Input data.
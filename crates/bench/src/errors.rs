use std::path::PathBuf;

use thiserror::Error;

/// Failures that callers classify instead of only printing.
///
/// Everything else travels as a plain `anyhow::Error` with context.
#[derive(Debug, Error)]
pub enum BenchError {
  /// A precondition failed before anything was mutated.
  #[error("{0}")]
  Validation(String),

  /// The command is not allowed in the detected runtime mode.
  #[error("{0}")]
  WrongMode(String),

  #[error("Invalid YAML in {}: {message}", path.display())]
  InvalidYaml { path: PathBuf, message: String },

  /// The YAML parsed but does not match the expected schema.
  #[error("Invalid configuration in {}: {message}", path.display())]
  InvalidConfig { path: PathBuf, message: String },

  #[error("YAML file is empty: {}", path.display())]
  EmptyConfig { path: PathBuf },

  #[error("YAML file does not contain a mapping: {}", path.display())]
  NotAMapping { path: PathBuf },

  #[error("Git command failed: git {command}\nReturn code: {code}\nstderr: {stderr}")]
  GitFailed {
    command: String,
    code: i32,
    stderr: String,
  },

  #[error("{label} is not installed or not found on PATH (tried: {program})")]
  ToolMissing { label: String, program: String },

  #[error("Not a directory: {}", path.display())]
  NotADirectory { path: PathBuf },

  #[error("Task \"{task}\" requires {file} to be present and non-empty.")]
  MissingInput { task: String, file: String },

  #[error("Phase '{phase}' completed but {file} was not created or is empty.")]
  MissingOutput { phase: String, file: String },

  /// The agent exited non-zero; `code` becomes the process exit code.
  #[error("{message}")]
  AgentExited { message: String, code: i32 },
}

impl BenchError {
  pub fn validation(message: impl Into<String>) -> Self {
    Self::Validation(message.into())
  }

  pub fn wrong_mode(message: impl Into<String>) -> Self {
    Self::WrongMode(message.into())
  }
}

/// Map an error to the process exit status.
#[must_use]
pub fn exit_code(err: &anyhow::Error) -> i32 {
  match err.downcast_ref::<BenchError>() {
    Some(BenchError::AgentExited { code, .. }) if *code != 0 => *code,
    _ => 1,
  }
}
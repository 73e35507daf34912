use anyhow::Result;

use crate::config::AppContext;
use crate::errors::BenchError;
use crate::utils::log::t;
use crate::utils::naming::today;
use crate::utils::task::resolve_task;
use crate::{log_info, log_success};

pub fn run(ctx: &AppContext, name: &str) -> Result<()> {
  ctx.runtime.require_workbench("task complete")?;
  let folder = resolve_task(&ctx.runtime.workbench_paths().tasks_dir(), name)?;
  let mut config = folder.load_config()?;
  if let Some(done) = config.completed {
    return Err(
      BenchError::validation(format!(
        "Task \"{name}\" is already marked as complete (completed: {done})."
      ))
      .into(),
    );
  }
  let date = today();
  config.completed = Some(date);
  folder.save_config(&config)?;

  log_success!("Task \"{}\" marked as complete", name);
  log_info!("  Folder: {}", t::path(&folder.folder_name));
  log_info!("  Completed: {}", date);
  Ok(())
}
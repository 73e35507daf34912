use std::path::Path;

use anyhow::Result;

use crate::errors::BenchError;
use crate::utils::child::capture_child_process;

const GIT: &str = "git";

/// Run git quietly in `cwd` and return trimmed-right stdout.
///
/// Non-zero exits become [`BenchError::GitFailed`] carrying stderr.
pub(super) fn run_git(args: &[&str], cwd: &Path) -> Result<String> {
  let out = capture_child_process("Git", GIT, args, cwd)?;
  if !out.status.success() {
    return Err(
      BenchError::GitFailed {
        command: args.join(" "),
        code: out.status.code().unwrap_or(-1),
        stderr: String::from_utf8_lossy(&out.stderr).trim().to_string(),
      }
      .into(),
    );
  }
  Ok(String::from_utf8_lossy(&out.stdout).trim_end().to_string())
}

/// Run git and only report whether it exited successfully.
pub(super) fn git_succeeds(args: &[&str], cwd: &Path) -> Result<bool> {
  let out = capture_child_process("Git", GIT, args, cwd)?;
  Ok(out.status.success())
}
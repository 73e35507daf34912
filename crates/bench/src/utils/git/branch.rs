use std::path::Path;

use anyhow::Result;

use super::command::run_git;
use super::query::has_upstream;

/// Safe delete (`branch -d`): refuses branches that are not fully merged.
pub fn delete_branch(repo: &Path, branch: &str) -> Result<()> {
  run_git(&["branch", "-d", branch], repo)?;
  Ok(())
}

/// Push `branch` to origin, setting upstream on the first push.
pub fn push_branch(repo: &Path, branch: &str) -> Result<()> {
  if has_upstream(repo, branch)? {
    run_git(&["push", "origin", branch], repo)?;
  } else {
    run_git(&["push", "-u", "origin", branch], repo)?;
  }
  Ok(())
}

#[cfg(test)]
mod tests {
  use super::*;
  use crate::errors::BenchError;
  use crate::utils::git::branch_exists;
  use crate::utils::git::testing::{init_repo, run_git as git};

  #[test]
  fn deletes_merged_branch() {
    let dir = tempfile::tempdir().unwrap();
    init_repo(dir.path());
    git(dir.path(), &["branch", "topic"]);
    delete_branch(dir.path(), "topic").unwrap();
    assert!(!branch_exists(dir.path(), "topic").unwrap());
  }

  #[test]
  fn refuses_unmerged_branch() {
    let dir = tempfile::tempdir().unwrap();
    init_repo(dir.path());
    git(dir.path(), &["checkout", "--quiet", "-b", "topic"]);
    std::fs::write(dir.path().join("topic.txt"), "x").unwrap();
    git(dir.path(), &["add", "topic.txt"]);
    git(dir.path(), &["commit", "--quiet", "-m", "topic"]);
    git(dir.path(), &["checkout", "--quiet", "main"]);

    let err = delete_branch(dir.path(), "topic").unwrap_err();
    assert!(matches!(
      err.downcast_ref::<BenchError>(),
      Some(BenchError::GitFailed { .. })
    ));
    assert!(branch_exists(dir.path(), "topic").unwrap());
  }

  #[test]
  fn push_sets_upstream_then_reuses_it() {
    let dir = tempfile::tempdir().unwrap();
    let remote = dir.path().join("remote.git");
    std::fs::create_dir_all(&remote).unwrap();
    git(&remote, &["init", "--quiet", "--bare"]);
    let repo = dir.path().join("repo");
    init_repo(&repo);
    git(&repo, &["remote", "add", "origin", remote.to_str().unwrap()]);

    push_branch(&repo, "main").unwrap();
    assert_eq!(git(&repo, &["config", "--get", "branch.main.remote"]), "origin");

    std::fs::write(repo.join("more.txt"), "x").unwrap();
    git(&repo, &["add", "more.txt"]);
    git(&repo, &["commit", "--quiet", "-m", "more"]);
    push_branch(&repo, "main").unwrap();
    assert_eq!(
      git(&remote, &["rev-parse", "main"]),
      git(&repo, &["rev-parse", "main"])
    );
  }
}
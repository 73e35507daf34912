mod common;

use crate::common::test_env::TestEnv;
use anyhow::Result;
use predicates::prelude::*;

#[test]
fn create_builds_scaffold_workspace_and_worktrees() -> Result<()> {
  TestEnv::run(|env| -> Result<()> {
    env.init_project_with_source()?;
    env
      .bench()?
      .args(["workbench", "create", "core", "feat"])
      .assert()
      .success()
      .stdout(predicates::str::contains("Workbench \"feat\" created successfully").from_utf8())
      .stdout(predicates::str::contains("api ->").from_utf8());

    let scaffold = env.path().join(".bench/workbench/feat");
    assert!(scaffold.join("bench/workbench-config.yaml").is_file());
    assert!(scaffold.join("bench/prompts/discuss.md").is_file());
    assert!(scaffold.join("bench/tasks/.gitkeep").is_file());
    assert!(scaffold.join("AGENTS.md").is_file());

    let workspace = env.path().join("workbench/feat");
    let link = std::fs::read_link(workspace.join("bench"))?;
    assert!(link.is_relative(), "link should be relative: {}", link.display());
    assert!(workspace.join("bench/workbench-config.yaml").is_file());
    assert!(workspace.join("AGENTS.md").is_file());

    for repo in ["api", "web"] {
      let worktree = format!("workbench/feat/repo/{repo}");
      assert!(env.path().join(&worktree).join("README.md").is_file());
      assert_eq!(env.git_stdout(&worktree, &["branch", "--show-current"])?, "feat");
    }
    let base = env.read_file(".bench/base-config.yaml")?;
    assert!(base.contains("status: active"), "{base}");
    Ok(())
  })
}

#[test]
fn create_honors_custom_branch_and_reuses_existing() -> Result<()> {
  TestEnv::run(|env| -> Result<()> {
    env.init_project_with_source()?;
    env.git_stdout("api", &["branch", "topic"])?;
    env
      .bench()?
      .args(["workbench", "create", "core", "feat", "--workbench-git-branch", "topic"])
      .assert()
      .success();
    assert_eq!(
      env.git_stdout("workbench/feat/repo/api", &["branch", "--show-current"])?,
      "topic"
    );
    assert!(env.branch_exists("web", "topic")?);
    Ok(())
  })
}

#[test]
fn create_rejects_duplicates_and_unknown_sources() -> Result<()> {
  TestEnv::run(|env| -> Result<()> {
    env.create_workbench("feat")?;
    env
      .bench()?
      .args(["workbench", "create", "core", "feat"])
      .assert()
      .failure()
      .stderr(predicates::str::contains("Workbench \"feat\" already exists").from_utf8());
    env
      .bench()?
      .args(["workbench", "create", "ghost", "other"])
      .assert()
      .failure()
      .stderr(predicates::str::contains("Source \"ghost\" not found").from_utf8());
    assert!(!env.path().join("workbench/other").exists());
    Ok(())
  })
}

#[test]
fn create_with_missing_repo_writes_nothing() -> Result<()> {
  TestEnv::run(|env| -> Result<()> {
    env.init_project_with_source()?;
    std::fs::rename(env.path().join("web"), env.path().join("web-moved"))?;
    env
      .bench()?
      .args(["workbench", "create", "core", "feat"])
      .assert()
      .failure()
      .stderr(
        predicates::str::contains("Repository directory \"web\" does not exist in project root")
          .from_utf8(),
      );
    assert!(!env.path().join(".bench/workbench/feat").exists());
    assert!(!env.path().join("workbench/feat").exists());
    assert!(!env.branch_exists("api", "feat")?);
    assert!(!env.read_file(".bench/base-config.yaml")?.contains("name: feat"));

    std::fs::rename(env.path().join("web-moved"), env.path().join("web"))?;
    env
      .bench()?
      .args(["workbench", "create", "core", "feat"])
      .assert()
      .success();
    assert!(env.path().join("workbench/feat/repo/web/README.md").is_file());
    Ok(())
  })
}

#[test]
fn retire_and_activate_round_trip() -> Result<()> {
  TestEnv::run(|env| -> Result<()> {
    let workspace = env.create_workbench("feat")?;
    env.write_file(&format!("{workspace}/bench/discussions/20240101 - notes.md"), "hi\n")?;

    env
      .bench()?
      .args(["workbench", "retire", "feat"])
      .write_stdin("n\n")
      .assert()
      .success()
      .stdout(predicates::str::contains("Retirement cancelled.").from_utf8());
    assert!(env.path().join(&workspace).is_dir());

    env
      .bench()?
      .args(["workbench", "retire", "feat", "--yes"])
      .assert()
      .success()
      .stdout(predicates::str::contains("Workbench \"feat\" retired successfully").from_utf8());
    assert!(!env.path().join(&workspace).exists());
    assert!(
      env
        .path()
        .join(".bench/workbench/feat/bench/discussions/20240101 - notes.md")
        .is_file(),
      "scaffold data survives retirement"
    );
    assert!(env.branch_exists("api", "feat")?);
    assert!(env.read_file(".bench/base-config.yaml")?.contains("status: inactive"));

    env
      .bench()?
      .args(["workbench", "retire", "feat", "--yes"])
      .assert()
      .failure()
      .stderr(predicates::str::contains("already inactive").from_utf8());

    env
      .bench()?
      .args(["workbench", "activate", "feat"])
      .assert()
      .success()
      .stdout(predicates::str::contains("Workbench \"feat\" activated successfully").from_utf8());
    assert!(env.path().join(&workspace).join("repo/api/README.md").is_file());
    assert!(
      env
        .path()
        .join(&workspace)
        .join("bench/discussions/20240101 - notes.md")
        .is_file()
    );

    env
      .bench()?
      .args(["workbench", "activate", "feat"])
      .assert()
      .failure()
      .stderr(predicates::str::contains("already active").from_utf8());
    Ok(())
  })
}

#[test]
fn retire_warns_about_dirty_worktrees() -> Result<()> {
  TestEnv::run(|env| -> Result<()> {
    let workspace = env.create_workbench("feat")?;
    env.write_file(&format!("{workspace}/repo/api/scratch.txt"), "wip\n")?;
    env
      .bench()?
      .args(["workbench", "retire", "feat"])
      .write_stdin("n\n")
      .assert()
      .success()
      .stdout(predicates::str::contains("api has 1 uncommitted change(s)").from_utf8());
    Ok(())
  })
}

#[test]
fn update_from_workbench_adds_and_removes_repos() -> Result<()> {
  TestEnv::run(|env| -> Result<()> {
    let workspace = env.create_workbench("feat")?;
    env.init_repo("docs")?;
    env
      .bench_in(&workspace)?
      .args(["workbench", "update", "--remove-repo", "web", "--add-repo", "docs:main"])
      .assert()
      .success()
      .stdout(
        predicates::str::contains("Workbench \"feat\" updated: removed 1 repo(s), added 1 repo(s)")
          .from_utf8(),
      );
    assert!(!env.path().join(&workspace).join("repo/web").exists());
    assert!(env.path().join(&workspace).join("repo/docs/README.md").is_file());
    let config = env.read_file(".bench/workbench/feat/bench/workbench-config.yaml")?;
    assert!(config.contains("dir: docs"), "{config}");
    assert!(!config.contains("dir: web"), "{config}");
    // The source itself is untouched.
    assert!(env.read_file(".bench/base-config.yaml")?.contains("dir: web"));
    Ok(())
  })
}

#[test]
fn update_can_remove_and_readd_the_same_repo() -> Result<()> {
  TestEnv::run(|env| -> Result<()> {
    let workspace = env.create_workbench("feat")?;
    env.git_stdout("web", &["branch", "release"])?;
    env
      .bench()?
      .args(["workbench", "update", "feat", "--remove-repo", "web", "--add-repo", "web:release"])
      .assert()
      .success()
      .stdout(
        predicates::str::contains("Workbench \"feat\" updated: removed 1 repo(s), added 1 repo(s)")
          .from_utf8(),
      );
    assert!(env.path().join(&workspace).join("repo/web/README.md").is_file());
    let config = env.read_file(".bench/workbench/feat/bench/workbench-config.yaml")?;
    assert_eq!(config.matches("dir: web").count(), 1, "{config}");
    assert!(config.contains("source-branch: release"), "{config}");
    Ok(())
  })
}

#[test]
fn update_with_missing_addition_keeps_existing_worktrees() -> Result<()> {
  TestEnv::run(|env| -> Result<()> {
    let workspace = env.create_workbench("feat")?;
    env
      .bench()?
      .args(["workbench", "update", "feat", "--remove-repo", "web", "--add-repo", "docs:main"])
      .assert()
      .failure()
      .stderr(predicates::str::contains("Repository directory \"docs\" does not exist").from_utf8());
    assert!(env.path().join(&workspace).join("repo/web/README.md").is_file());
    Ok(())
  })
}

#[test]
fn update_name_rules_depend_on_mode() -> Result<()> {
  TestEnv::run(|env| -> Result<()> {
    let workspace = env.create_workbench("feat")?;
    env
      .bench()?
      .args(["workbench", "update", "--remove-repo", "web"])
      .assert()
      .failure()
      .stderr(predicates::str::contains("A workbench name is required").from_utf8());
    env
      .bench_in(&workspace)?
      .args(["workbench", "update", "feat", "--remove-repo", "web"])
      .assert()
      .failure()
      .stderr(predicates::str::contains("Do not provide a workbench name").from_utf8());
    env
      .bench()?
      .args(["workbench", "update", "feat", "--remove-repo", "nope"])
      .assert()
      .failure()
      .stderr(predicates::str::contains("Repo \"nope\" not found in workbench \"feat\"").from_utf8());
    Ok(())
  })
}

#[test]
fn update_rejects_inactive_workbench() -> Result<()> {
  TestEnv::run(|env| -> Result<()> {
    env.create_workbench("feat")?;
    env
      .bench()?
      .args(["workbench", "retire", "feat", "-y"])
      .assert()
      .success();
    env
      .bench()?
      .args(["workbench", "update", "feat", "--remove-repo", "web"])
      .assert()
      .failure()
      .stderr(predicates::str::contains("Workbench \"feat\" is inactive").from_utf8());
    Ok(())
  })
}

#[test]
fn delete_removes_everything() -> Result<()> {
  TestEnv::run(|env| -> Result<()> {
    env.create_workbench("feat")?;
    env
      .bench()?
      .args(["workbench", "delete", "feat", "--yes"])
      .assert()
      .success()
      .stdout(predicates::str::contains("Branches deleted: 2").from_utf8());
    assert!(!env.path().join("workbench/feat").exists());
    assert!(!env.path().join(".bench/workbench/feat").exists());
    assert!(!env.branch_exists("api", "feat")?);
    assert!(!env.branch_exists("web", "feat")?);
    assert!(!env.read_file(".bench/base-config.yaml")?.contains("name: feat"));
    Ok(())
  })
}

#[test]
fn delete_inactive_workbench_skips_missing_repo_dirs() -> Result<()> {
  TestEnv::run(|env| -> Result<()> {
    env.create_workbench("feat")?;
    env
      .bench()?
      .args(["workbench", "retire", "feat", "-y"])
      .assert()
      .success();
    std::fs::rename(env.path().join("web"), env.path().join("web-moved"))?;
    env
      .bench()?
      .args(["workbench", "delete", "feat", "--yes"])
      .assert()
      .success()
      .stdout(predicates::str::contains("Branches deleted: 1").from_utf8());
    assert!(!env.branch_exists("api", "feat")?);
    assert!(!env.path().join(".bench/workbench/feat").exists());
    assert!(!env.read_file(".bench/base-config.yaml")?.contains("name: feat"));
    Ok(())
  })
}

#[test]
fn list_filters_by_status() -> Result<()> {
  TestEnv::run(|env| -> Result<()> {
    env
      .bench()?
      .args(["init", "--no-populate"])
      .assert()
      .success();
    env
      .bench()?
      .args(["workbench", "list"])
      .assert()
      .success()
      .stdout(predicates::str::contains("No workbenches defined").from_utf8());

    env.init_repo("api")?;
    env
      .bench()?
      .args(["source", "add", "core", "--add-repo", "api:main"])
      .assert()
      .success();
    for name in ["one", "two"] {
      env
        .bench()?
        .args(["workbench", "create", "core", name])
        .assert()
        .success();
    }
    env
      .bench()?
      .args(["workbench", "retire", "two", "-y"])
      .assert()
      .success();

    env
      .bench()?
      .args(["workbench", "list"])
      .assert()
      .success()
      .stdout(predicates::str::contains("Status").from_utf8())
      .stdout(predicates::str::contains("one").from_utf8())
      .stdout(predicates::str::contains("two").from_utf8());
    env
      .bench()?
      .args(["workbench", "list", "--active"])
      .assert()
      .success()
      .stdout(predicates::str::contains("one").from_utf8())
      .stdout(predicates::str::contains("two").not().from_utf8());
    env
      .bench()?
      .args(["workbench", "list", "--active", "--inactive"])
      .assert()
      .failure();
    Ok(())
  })
}

#[test]
fn push_sends_branches_to_origin() -> Result<()> {
  TestEnv::run(|env| -> Result<()> {
    let workspace = env.create_workbench("feat")?;
    for repo in ["api", "web"] {
      let remote = env.path().join(format!("remotes/{repo}.git"));
      std::fs::create_dir_all(&remote)?;
      common::git::git_in(&remote, &["init", "--quiet", "--bare"])?;
      env.git_stdout(repo, &["remote", "add", "origin", &remote.display().to_string()])?;
    }
    env
      .bench_in(&workspace)?
      .args(["workbench", "push"])
      .assert()
      .success()
      .stdout(predicates::str::contains("Workbench \"feat\" pushed: 2 repo(s)").from_utf8());
    let remote_branches = common::git::git_in(
      &env.path().join("remotes/api.git"),
      &["branch", "--format=%(refname:short)"],
    )?;
    assert!(remote_branches.lines().any(|l| l == "feat"), "{remote_branches}");
    Ok(())
  })
}
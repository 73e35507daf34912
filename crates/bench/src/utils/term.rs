use std::sync::OnceLock;

use owo_colors::OwoColorize as _;
use regex::Regex;

fn ansi_regex() -> &'static Regex {
  static ANSI_RE: OnceLock<Regex> = OnceLock::new();
  ANSI_RE.get_or_init(|| {
    Regex::new(
      r"(?x)
      \x1B\[[0-?]*[ -/]*[@-~]    # CSI sequence
      |
      \x1B\][^\x07\x1B]*(?:\x07|\x1B\\)  # OSC sequence
    ",
    )
    .expect("valid ANSI regex")
  })
}

fn visible_len(s: &str) -> usize {
  ansi_regex().replace_all(s, "").chars().count()
}

/// Render a column-aligned table. Widths follow the visible text, so colored
/// cells line up with plain ones.
#[must_use]
pub fn render_table(headers: &[&str], rows: &[Vec<String>]) -> Vec<String> {
  let cols = headers.len();
  let mut widths: Vec<usize> = headers.iter().map(|h| h.len()).collect();
  for row in rows {
    for (i, cell) in row.iter().enumerate().take(cols) {
      widths[i] = widths[i].max(visible_len(cell));
    }
  }

  let mut header_line = String::new();
  for (i, text) in headers.iter().enumerate() {
    header_line.push_str(text);
    if i + 1 < cols {
      header_line.push_str(&" ".repeat(widths[i].saturating_sub(text.len()) + 2));
    }
  }
  let mut lines = vec![header_line.dimmed().to_string()];

  for row in rows {
    let mut line = String::new();
    for (i, cell) in row.iter().enumerate().take(cols) {
      line.push_str(cell);
      if i + 1 < cols {
        line.push_str(&" ".repeat(widths[i].saturating_sub(visible_len(cell)) + 2));
      }
    }
    lines.push(line);
  }
  lines
}

pub fn print_table(headers: &[&str], rows: &[Vec<String>]) {
  for line in render_table(headers, rows) {
    anstream::println!("{line}");
  }
}

/// Status marker for boolean table cells.
#[must_use]
pub fn check_mark(value: bool) -> String {
  if value {
    "yes".green().to_string()
  } else {
    "-".dimmed().to_string()
  }
}
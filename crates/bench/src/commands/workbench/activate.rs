use anyhow::Result;

use crate::commands::workbench::{
  add_repo_worktree, find_entry, load_workbench_config, plan_worktrees, print_summary,
};
use crate::config::AppContext;
use crate::errors::BenchError;
use crate::store::{WorkbenchStatus, save_yaml};
use crate::utils::scaffold::create_workspace;

pub fn run(ctx: &AppContext, name: &str) -> Result<()> {
  ctx.runtime.require_root("workbench activate")?;
  let paths = ctx.runtime.paths()?;
  let mut base = ctx.runtime.base_config()?.clone();

  let entry = find_entry(&base, name)?;
  if entry.status == WorkbenchStatus::Active {
    return Err(BenchError::validation(format!("Workbench \"{name}\" is already active.")).into());
  }
  let scaffold = paths.scaffold_dir(name);
  if !scaffold.is_dir() {
    return Err(
      BenchError::validation(format!(
        "Workbench \"{name}\" bench directory does not exist: {}. The workbench data may have been deleted.",
        scaffold.display()
      ))
      .into(),
    );
  }
  let workspace = paths.workspace_dir(name);
  if workspace.exists() {
    return Err(
      BenchError::validation(format!(
        "Workbench \"{name}\" workspace directory already exists: {}. Remove it first before activating.",
        workspace.display()
      ))
      .into(),
    );
  }
  let config = load_workbench_config(&paths, name)?;
  let plans = plan_worktrees(&paths, &config.git_branch, &config.repos)?;

  create_workspace(&paths, name)?;
  let mut worktrees = Vec::new();
  for plan in &plans {
    let path = add_repo_worktree(&paths, name, &config.git_branch, plan)?;
    worktrees.push((plan.repo.dir.clone(), path));
  }

  if let Some(entry) = base.workbench_mut(name) {
    entry.status = WorkbenchStatus::Active;
  }
  save_yaml(&paths.base_config_path(), &base)?;

  print_summary("activated", &config, &worktrees);
  Ok(())
}
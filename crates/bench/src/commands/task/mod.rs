//! Task pipeline commands. All of them run from a workbench directory and
//! work on `bench/tasks/<YYYYMMDD - name>/`.

use anyhow::Result;

use crate::commands::{check_agent_exit, models};
use crate::config::AppContext;
use crate::store::TaskConfig;
use crate::utils::discussion::{DiscussionEntry, discussions_block};
use crate::utils::prompts::{
  DISCUSSIONS_PLACEHOLDER, REPOSITORIES_PLACEHOLDER, TASK_PLACEHOLDER, read_prompt, render,
  repositories_block,
};
use crate::utils::task::TaskFolder;

pub mod complete;
pub mod create;
pub mod followup;
pub mod implement;
pub mod list;
pub mod refine;

/// Repositories a task works on: its own scope, or every workbench repo.
pub(crate) fn task_repositories(ctx: &AppContext, task: &TaskConfig) -> Result<Vec<String>> {
  if !task.repos.is_empty() {
    return Ok(task.repos.clone());
  }
  Ok(ctx.runtime.workbench_config()?.repo_dirs())
}

/// Read `prompt_file` from the workbench prompts and fill in the task placeholders.
pub(crate) fn render_task_prompt(
  ctx: &AppContext,
  prompt_file: &str,
  task: &TaskFolder,
  discussions: &[DiscussionEntry],
) -> Result<String> {
  let template = read_prompt(&ctx.runtime.workbench_paths().prompts_dir(), prompt_file)?;
  let repos = task_repositories(ctx, &task.load_config()?)?;
  Ok(render(
    &template,
    &[
      (TASK_PLACEHOLDER, &task.folder_name),
      (REPOSITORIES_PLACEHOLDER, &repositories_block(&repos)),
      (DISCUSSIONS_PLACEHOLDER, &discussions_block(discussions)),
    ],
  ))
}

/// Run an interactive agent session in the workbench for `task`.
pub(crate) fn run_session(
  ctx: &AppContext,
  prompt_file: &str,
  task: &TaskFolder,
  discussions: &[DiscussionEntry],
  during: &str,
) -> Result<()> {
  let prompt = render_task_prompt(ctx, prompt_file, task, discussions)?;
  let model = models(ctx).task;
  let code = ctx
    .agent()
    .run_interactive(&prompt, &model, ctx.runtime.workbench_paths().dir())?;
  check_agent_exit(code, during)
}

Exercise instructions. Of the lines in the data, report each one containing the string "only".

Reply.
/// Failures that callers classify instead of only printing.
/// Run git and only report whether it exited successfully.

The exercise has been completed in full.